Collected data
=== Section Start ===
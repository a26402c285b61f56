//! pdsx CLI entry point

use std::io::{self, IsTerminal};
use std::process::ExitCode;
use std::sync::Arc;

use clap::{CommandFactory, Parser};
use tracing::{debug, warn};
use tracing_subscriber::{layer::SubscriberExt, util::SubscriberInitExt};

use pdsx::batch::{self, BatchResult};
use pdsx::client::{RepoApi, XrpcClient};
use pdsx::config::{Args, Command, Settings};
use pdsx::display::{self, OutputFormat};
use pdsx::identity::{self, HttpIdentityResolver};
use pdsx::{operations, parsing, PdsxError};

#[tokio::main]
async fn main() -> anyhow::Result<ExitCode> {
    // Load environment variables from .env file if present
    let _ = dotenvy::dotenv();

    let args = Args::parse();

    // Logs go to stderr so stdout stays parseable
    let log_level = args.log_level.clone();
    tracing_subscriber::registry()
        .with(
            tracing_subscriber::EnvFilter::try_from_default_env()
                .unwrap_or_else(|_| format!("pdsx={log_level},warn").into()),
        )
        .with(tracing_subscriber::fmt::layer().with_writer(io::stderr))
        .init();

    let Some(command) = args.command.clone() else {
        Args::command().print_help()?;
        return Ok(ExitCode::FAILURE);
    };

    let settings = Settings::from_args(&args);
    match run(&args, &settings, command).await {
        Ok(code) => Ok(code),
        Err(e) => {
            eprintln!("error: {e}");
            if e.is_transport() {
                eprintln!("hint: check --pds and network access, or raise --timeout-secs");
            }
            if std::env::var_os("DEBUG").is_some() {
                return Err(e.into());
            }
            Ok(ExitCode::FAILURE)
        }
    }
}

async fn run(args: &Args, settings: &Settings, command: Command) -> pdsx::Result<ExitCode> {
    let resolver =
        HttpIdentityResolver::new(&settings.plc_url, &settings.pds_url, settings.timeout_secs)?;
    let client = connect(args, settings, &resolver).await?;
    let api: Arc<dyn RepoApi> = Arc::new(client);

    match command {
        Command::List {
            collection,
            limit,
            cursor,
            output,
        } => {
            let page =
                operations::list_records(&*api, &collection, args.repo.as_deref(), limit, cursor)
                    .await?;
            let format = output.unwrap_or(OutputFormat::Compact);

            let rendered = display::render_records(&collection, &page.records, format)?;
            if !rendered.is_empty() {
                println!("{rendered}");
            }
            if let Some(cursor) = page.cursor {
                if format.is_structured() {
                    eprintln!("{}", display::cursor_line(&cursor));
                } else {
                    println!("{}", display::cursor_line(&cursor));
                }
            }
        }

        Command::Get { uri, output } => {
            let repo = match (api.session_did(), args.repo.as_deref()) {
                (None, Some(repo)) => Some(identity::resolve_repo_did(&resolver, repo).await?),
                _ => None,
            };
            let entry = operations::get_record(&*api, &uri, repo.as_deref()).await?;
            let format = output.unwrap_or(OutputFormat::Table);
            println!("{}", display::render_record(&entry, format)?);
        }

        Command::Create {
            collection,
            fields,
            batch: batch_args,
        } => {
            let mut records = if fields.is_empty() {
                read_stdin(parsing::read_records)?
            } else {
                vec![parsing::parse_key_value_args(&fields)?]
            };

            match records.len() {
                0 => {
                    return Err(PdsxError::InvalidArgument(
                        "no records provided (use key=value arguments or pipe JSONL to stdin)"
                            .to_string(),
                    ))
                }
                1 => {
                    let record = records.remove(0);
                    let created = operations::create_record(&*api, &collection, record).await?;
                    println!(
                        "{}",
                        display::render_success("created", Some(&created.uri), Some(&created.cid))
                    );
                }
                _ => {
                    let options = batch_args.options(io::stdout().is_terminal());
                    let result = batch::batch_create(api, &collection, records, &options).await;
                    return Ok(report_batch(&result, "created"));
                }
            }
        }

        Command::Update {
            uri,
            fields,
            batch: batch_args,
        } => {
            let mut updates = match (uri, fields.is_empty()) {
                (Some(uri), false) => vec![(uri, parsing::parse_key_value_args(&fields)?)],
                (None, true) => read_stdin(parsing::read_updates)?,
                _ => {
                    return Err(PdsxError::InvalidArgument(
                        "provide both uri and fields, or pipe JSONL to stdin".to_string(),
                    ))
                }
            };

            match updates.len() {
                0 => {
                    return Err(PdsxError::InvalidArgument(
                        "no updates provided (use uri + key=value arguments or pipe JSONL to stdin)"
                            .to_string(),
                    ))
                }
                1 => {
                    let (uri, fields) = updates.remove(0);
                    let updated = operations::update_record(&*api, &uri, fields).await?;
                    println!(
                        "{}",
                        display::render_success("updated", Some(&updated.uri), Some(&updated.cid))
                    );
                }
                _ => {
                    let options = batch_args.options(io::stdout().is_terminal());
                    let result = batch::batch_update(api, updates, &options).await;
                    return Ok(report_batch(&result, "updated"));
                }
            }
        }

        Command::Delete {
            uris,
            batch: batch_args,
        } => {
            let uris = if uris.is_empty() {
                read_stdin(parsing::read_uris)?
            } else {
                uris
            };

            match uris.len() {
                0 => {
                    return Err(PdsxError::InvalidArgument(
                        "no URIs provided (use positional arguments or pipe to stdin)".to_string(),
                    ))
                }
                1 => {
                    operations::delete_record(&*api, &uris[0]).await?;
                    println!("{}", display::render_success("deleted", None, None));
                }
                _ => {
                    let options = batch_args.options(io::stdout().is_terminal());
                    let result = batch::batch_delete(api, uris, &options).await;
                    return Ok(report_batch(&result, "deleted"));
                }
            }
        }

        Command::UploadBlob { file_path } => {
            let blob = operations::upload_blob(&*api, &file_path).await?;
            println!("{}", display::render_blob(&blob)?);
        }
    }

    Ok(ExitCode::SUCCESS)
}

/// Build a client for the command: logged in, or anonymous against the
/// PDS hosting `--repo`
async fn connect(
    args: &Args,
    settings: &Settings,
    resolver: &HttpIdentityResolver,
) -> pdsx::Result<XrpcClient> {
    if !args.needs_auth() {
        let pds = match (&settings.pds_override, args.repo.as_deref()) {
            (Some(pds), _) => pds.clone(),
            (None, Some(repo)) => identity::discover_pds(resolver, repo).await?,
            (None, None) => settings.pds_url.clone(),
        };
        debug!(pds = %pds, "Reading anonymously");
        return XrpcClient::new(settings.xrpc_config(&pds));
    }

    let (handle, password) = settings.credentials()?;
    let pds = match &settings.pds_override {
        Some(pds) => pds.clone(),
        None => match identity::discover_pds(resolver, handle).await {
            Ok(pds) => pds,
            Err(e) => {
                warn!(
                    handle = %handle,
                    error = %e,
                    fallback = %settings.pds_url,
                    "PDS discovery failed, using fallback"
                );
                settings.pds_url.clone()
            }
        },
    };

    let mut client = XrpcClient::new(settings.xrpc_config(&pds))?;
    client.login(handle, password).await?;
    Ok(client)
}

/// Read stdin with `read`, unless stdin is an interactive terminal
fn read_stdin<T>(
    read: impl FnOnce(io::StdinLock<'static>) -> pdsx::Result<Vec<T>>,
) -> pdsx::Result<Vec<T>> {
    let stdin = io::stdin();
    if stdin.is_terminal() {
        return Ok(Vec::new());
    }
    read(stdin.lock())
}

fn report_batch(result: &BatchResult, operation: &str) -> ExitCode {
    println!("{}", display::render_batch_result(result, operation));
    if result.failed.is_empty() {
        ExitCode::SUCCESS
    } else {
        ExitCode::FAILURE
    }
}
=== Section End ===
● Assignment: Among the entries above, determine how many lines hold the string "clone" and report that number alone.

● Response to this task: 6